• [WHAT THE EXERCISE ASKS]:
For every entry, output the exact wording.

• [MATERIAL SHOWN]:
● ● ●
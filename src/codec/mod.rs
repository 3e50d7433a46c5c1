// SPDX-License-Identifier: MPL-2.0
// This Source Code Form is subject to the terms of the Mozilla Public
// License, v. 2.0. If a copy of the MPL was not distributed with this
// file, You can obtain one at https://mozilla.org/MPL/2.0/.

//! Encoding and decoding of the thermostat's GATT characteristic records.
//!
//! Every characteristic holds a fixed-layout byte record. The functions in
//! this module are pure: they perform no I/O and take fixed-size arrays, so
//! a record of the wrong length cannot reach them. Use [`fixed_record`] to
//! convert bytes received from a transport; it reports a length mismatch as
//! [`CodecError::UnexpectedLength`].
//!
//! # Records
//!
//! | Handle | Layout |
//! |--------|--------|
//! | [`Handle::CLOCK`] | `[minute, hour, day, month, year - 2000]` |
//! | [`Handle::MODE`] | `[flags, state, reserved]` |
//! | [`Handle::TEMPS`] | `[ambient, target, eco, comfort, offset, window level, window time]` |
//! | [`Handle::BATTERY`] | `[percent]` |
//! | [`Handle::FIRMWARE`] | ASCII string |
//! | [`Handle::DISPLAY`] | `[idle off seconds, on remaining]` |
//! | [`Handle::LOCK`] | 4-byte PIN |
//!
//! # Examples
//!
//! ```
//! use xavax_lib::codec::{decode_status, encode_target_temp};
//! use xavax_lib::types::Temperature;
//!
//! let temps = [0x32, 0x39, 0x28, 0x29, 0x28, 0x04, 0x0a];
//! let updated = encode_target_temp(&temps, Temperature::from_celsius(32.0).unwrap()).unwrap();
//! assert_eq!(updated, [0x32, 0x40, 0x28, 0x29, 0x28, 0x04, 0x0a]);
//!
//! let status = decode_status(None, &[0x81, 0x00, 0x00], &updated, &[0x4f]);
//! assert_eq!(status.target_temp.unwrap().label(), "on");
//! ```
//!
//! [`Handle::CLOCK`]: crate::types::Handle::CLOCK
//! [`Handle::MODE`]: crate::types::Handle::MODE
//! [`Handle::TEMPS`]: crate::types::Handle::TEMPS
//! [`Handle::BATTERY`]: crate::types::Handle::BATTERY
//! [`Handle::FIRMWARE`]: crate::types::Handle::FIRMWARE
//! [`Handle::DISPLAY`]: crate::types::Handle::DISPLAY
//! [`Handle::LOCK`]: crate::types::Handle::LOCK

mod control;
mod status;
mod temps;
mod time;

pub use control::{
    DisplayTiming, decode_display_timing, decode_firmware_version, encode_display_timing,
    encode_mode, encode_pin,
};
pub use status::{DeviceStatus, decode_status};
pub use temps::{
    AMBIENT_INDEX, COMFORT_INDEX, ECO_INDEX, OFFSET_INDEX, TARGET_INDEX, WINDOW_SENSITIVITY_INDEX,
    WINDOW_TIME_INDEX, encode_target_temp,
};
pub use time::{decode_time, encode_time, round_to_minute};

use crate::error::CodecError;

/// Length of the clock record.
pub const CLOCK_LEN: usize = 5;
/// Length of the mode/state record.
pub const MODE_LEN: usize = 3;
/// Length of the temperature record.
pub const TEMPS_LEN: usize = 7;
/// Length of the battery record.
pub const BATTERY_LEN: usize = 1;
/// Length of the display timing record.
pub const DISPLAY_LEN: usize = 2;
/// Length of the lock PIN.
pub const PIN_LEN: usize = 4;

/// Converts a received record into its fixed-size form.
///
/// # Errors
///
/// Returns `CodecError::UnexpectedLength` if `bytes` is not exactly `N`
/// bytes long.
///
/// # Examples
///
/// ```
/// use xavax_lib::codec::fixed_record;
///
/// let mode: [u8; 3] = fixed_record("mode", &[0x81, 0x00, 0x00]).unwrap();
/// assert_eq!(mode[0], 0x81);
/// assert!(fixed_record::<3>("mode", &[0x81]).is_err());
/// ```
pub fn fixed_record<const N: usize>(
    record: &'static str,
    bytes: &[u8],
) -> Result<[u8; N], CodecError> {
    bytes
        .try_into()
        .map_err(|_| CodecError::UnexpectedLength {
            record,
            expected: N,
            actual: bytes.len(),
        })
}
● ● ●
• [ANSWER TO THIS TASK]:
filename src/codec/mod.rs
repository 3e50d7433a46c5c1
// SPDX-License-Identifier: MPL-2.0
// This Source Code Form is subject to the terms of the Mozilla Public
// License, v. 2.0. If a copy of the MPL was not distributed with this
// file, You can obtain one at https://mozilla.org/MPL/2.0/.

//! Encoding and decoding of the thermostat's GATT characteristic records.
//!
//! Every characteristic holds a fixed-layout byte record. The functions in
//! this module are pure: they perform no I/O and take fixed-size arrays, so
//! a record of the wrong length cannot reach them. Use [`fixed_record`] to
//! convert bytes received from a transport; it reports a length mismatch as
//! [`CodecError::UnexpectedLength`].
//!
//! # Records
//!
//! | Handle | Layout |
//! |--------|--------|
//! | [`Handle::CLOCK`] | `[minute, hour, day, month, year - 2000]` |
//! | [`Handle::MODE`] | `[flags, state, reserved]` |
//! | [`Handle::TEMPS`] | `[ambient, target, eco, comfort, offset, window level, window time]` |
//! | [`Handle::BATTERY`] | `[percent]` |
//! | [`Handle::FIRMWARE`] | ASCII string |
//! | [`Handle::DISPLAY`] | `[idle off seconds, on remaining]` |
//! | [`Handle::LOCK`] | 4-byte PIN |
//!
//! # Examples
//!
//! ```
//! use xavax_lib::codec::{decode_status, encode_target_temp};
//! use xavax_lib::types::Temperature;
//!
//! let temps = [0x32, 0x39, 0x28, 0x29, 0x28, 0x04, 0x0a];
//! let updated = encode_target_temp(&temps, Temperature::from_celsius(32.0).unwrap()).unwrap();
//! assert_eq!(updated, [0x32, 0x40, 0x28, 0x29, 0x28, 0x04, 0x0a]);
//!
//! let status = decode_status(None, &[0x81, 0x00, 0x00], &updated, &[0x4f]);
//! assert_eq!(status.target_temp.unwrap().label(), "on");
//! ```
//!
//! [`Handle::CLOCK`]: crate::types::Handle::CLOCK
//! [`Handle::MODE`]: crate::types::Handle::MODE
//! [`Handle::TEMPS`]: crate::types::Handle::TEMPS
//! [`Handle::BATTERY`]: crate::types::Handle::BATTERY
//! [`Handle::FIRMWARE`]: crate::types::Handle::FIRMWARE
//! [`Handle::DISPLAY`]: crate::types::Handle::DISPLAY
//! [`Handle::LOCK`]: crate::types::Handle::LOCK

mod control;
mod status;
mod temps;
mod time;

pub use control::{
    DisplayTiming, decode_display_timing, decode_firmware_version, encode_display_timing,
    encode_mode, encode_pin,
};
pub use status::{DeviceStatus, decode_status};
pub use temps::{
    AMBIENT_INDEX, COMFORT_INDEX, ECO_INDEX, OFFSET_INDEX, TARGET_INDEX, WINDOW_SENSITIVITY_INDEX,
    WINDOW_TIME_INDEX, encode_target_temp,
};
pub use time::{decode_time, encode_time, round_to_minute};

use crate::error::CodecError;

/// Length of the clock record.
pub const CLOCK_LEN: usize = 5;
/// Length of the mode/state record.
pub const MODE_LEN: usize = 3;
/// Length of the temperature record.
pub const TEMPS_LEN: usize = 7;
/// Length of the battery record.
pub const BATTERY_LEN: usize = 1;
/// Length of the display timing record.
pub const DISPLAY_LEN: usize = 2;
/// Length of the lock PIN.
pub const PIN_LEN: usize = 4;

/// Converts a received record into its fixed-size form.
///
/// # Errors
///
/// Returns `CodecError::UnexpectedLength` if `bytes` is not exactly `N`
/// bytes long.
///
/// # Examples
///
/// ```
/// use xavax_lib::codec::fixed_record;
///
/// let mode: [u8; 3] = fixed_record("mode", &[0x81, 0x00, 0x00]).unwrap();
/// assert_eq!(mode[0], 0x81);
/// assert!(fixed_record::<3>("mode", &[0x81]).is_err());
/// ```
pub fn fixed_record<const N: usize>(
    record: &'static str,
    bytes: &[u8],
) -> Result<[u8; N], CodecError> {
    bytes
        .try_into()
        .map_err(|_| CodecError::UnexpectedLength {
            record,
            expected: N,
            actual: bytes.len(),
        })
}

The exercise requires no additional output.